According to a new analysis from TradingScreen, a typical mid-sized long/short equity hedge fund ($5 billion AUM) wastes, on average, 2.5 hours per day dealing with 200 orders.
One of the most significant factors is poor system integration and manual steps to create, validate, and execute orders. This leads to delays in processing the order; from ideation to execution to booking. Lack of investment into these systems has rendered them slow and reliant on user intervention to re-key information that could be easily automated, both pre- and post-trade. By the time traders and portfolio managers have physically entered this information into their systems and sent orders out to market, prices may not have moved in their favour. For example a hedge fund trading American International Group Inc (AIG), the findings showed that with an order size equating to 2% of the stocks ADV ($6.8 million), the cost of being out of the market due to a 15 minute order delay was 16 basis point (bps) – which is more than 5 times the average brokerage commission cost on an order.
The research, which calculates an average affected notional daily trading volume of $150 million, looks at the opportunity cost for hedge funds using a benchmark that gives the volume weighted average price a stock has traded at throughout the day. These findings come as fund managers continue to evaluate the impact of the mid-March COVID-19 induced volatility on markets, ahead of a potential second wave in the months ahead.

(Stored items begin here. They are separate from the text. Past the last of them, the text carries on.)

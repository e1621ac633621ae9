//! Books repository for database operations

use sqlx::{Pool, Postgres, QueryBuilder};
use uuid::Uuid;

use crate::{
    error::{AppError, AppResult},
    models::book::{Book, BookQuery},
};

#[derive(Clone)]
pub struct BooksRepository {
    pool: Pool<Postgres>,
}

impl BooksRepository {
    pub fn new(pool: Pool<Postgres>) -> Self {
        Self { pool }
    }

    /// Get book by ID
    pub async fn get_by_id(&self, id: Uuid) -> AppResult<Book> {
        sqlx::query_as::<_, Book>("SELECT * FROM books WHERE id = $1")
            .bind(id)
            .fetch_optional(&self.pool)
            .await?
            .ok_or_else(|| AppError::NotFound("Book not found".to_string()))
    }

    /// One page of books ordered by title, with the total count
    pub async fn list(&self, query: &BookQuery) -> AppResult<(Vec<Book>, i64)> {
        let total: i64 = sqlx::query_scalar("SELECT COUNT(*) FROM books")
            .fetch_one(&self.pool)
            .await?;

        let books = sqlx::query_as::<_, Book>(
            "SELECT * FROM books ORDER BY title, id LIMIT $1 OFFSET $2",
        )
        .bind(query.per_page())
        .bind(query.offset())
        .fetch_all(&self.pool)
        .await?;

        Ok((books, total))
    }

    /// Insert a book
    pub async fn create(&self, book: &Book) -> AppResult<Book> {
        let row = sqlx::query_as::<_, Book>(
            r#"
            INSERT INTO books (id, isbn, title, author, genre, price, condition)
            VALUES ($1, $2, $3, $4, $5, $6, $7)
            RETURNING *
            "#,
        )
        .bind(book.id)
        .bind(&book.isbn)
        .bind(&book.title)
        .bind(&book.author)
        .bind(&book.genre)
        .bind(book.price)
        .bind(book.condition)
        .fetch_one(&self.pool)
        .await?;
        Ok(row)
    }

    /// Insert many books in a single statement
    pub async fn create_many(&self, books: &[Book]) -> AppResult<u64> {
        if books.is_empty() {
            return Ok(0);
        }

        let mut builder = QueryBuilder::<Postgres>::new(
            "INSERT INTO books (id, isbn, title, author, genre, price, condition) ",
        );
        builder.push_values(books, |mut row, book| {
            row.push_bind(book.id)
                .push_bind(&book.isbn)
                .push_bind(&book.title)
                .push_bind(&book.author)
                .push_bind(&book.genre)
                .push_bind(book.price)
                .push_bind(book.condition);
        });

        let result = builder.build().execute(&self.pool).await?;
        Ok(result.rows_affected())
    }

    /// Delete a book
    pub async fn delete(&self, id: Uuid) -> AppResult<()> {
        let result = sqlx::query("DELETE FROM books WHERE id = $1")
            .bind(id)
            .execute(&self.pool)
            .await?;

        if result.rows_affected() == 0 {
            return Err(AppError::NotFound("Book not found".to_string()));
        }
        Ok(())
    }

    /// Remove every book
    pub async fn delete_all(&self) -> AppResult<u64> {
        let result = sqlx::query("DELETE FROM books").execute(&self.pool).await?;
        Ok(result.rows_affected())
    }
}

Surika Vosloo, European product manager at TradingScreen, said: “With highly volatile markets, no hedge fund manager wants to be offloading, for example, a large block of FTSE 100 stocks without the required care and attention the order demands. The trouble is, as our findings show, time is quite literally money. With investors currently scrutinising every penny, the last thing any hedge fund manager needs is to be let down by clunky systems struggling to keep pace with a wide variety of order workflows and execution decisions.
“With a second bout of volatility potentially around the corner, trying to find a match for their larger orders continues to present major headaches for hedge funds. The faster they can analyse the potential market impact; the faster these orders can be sent out to market, and costs savings opportunities can be realised.”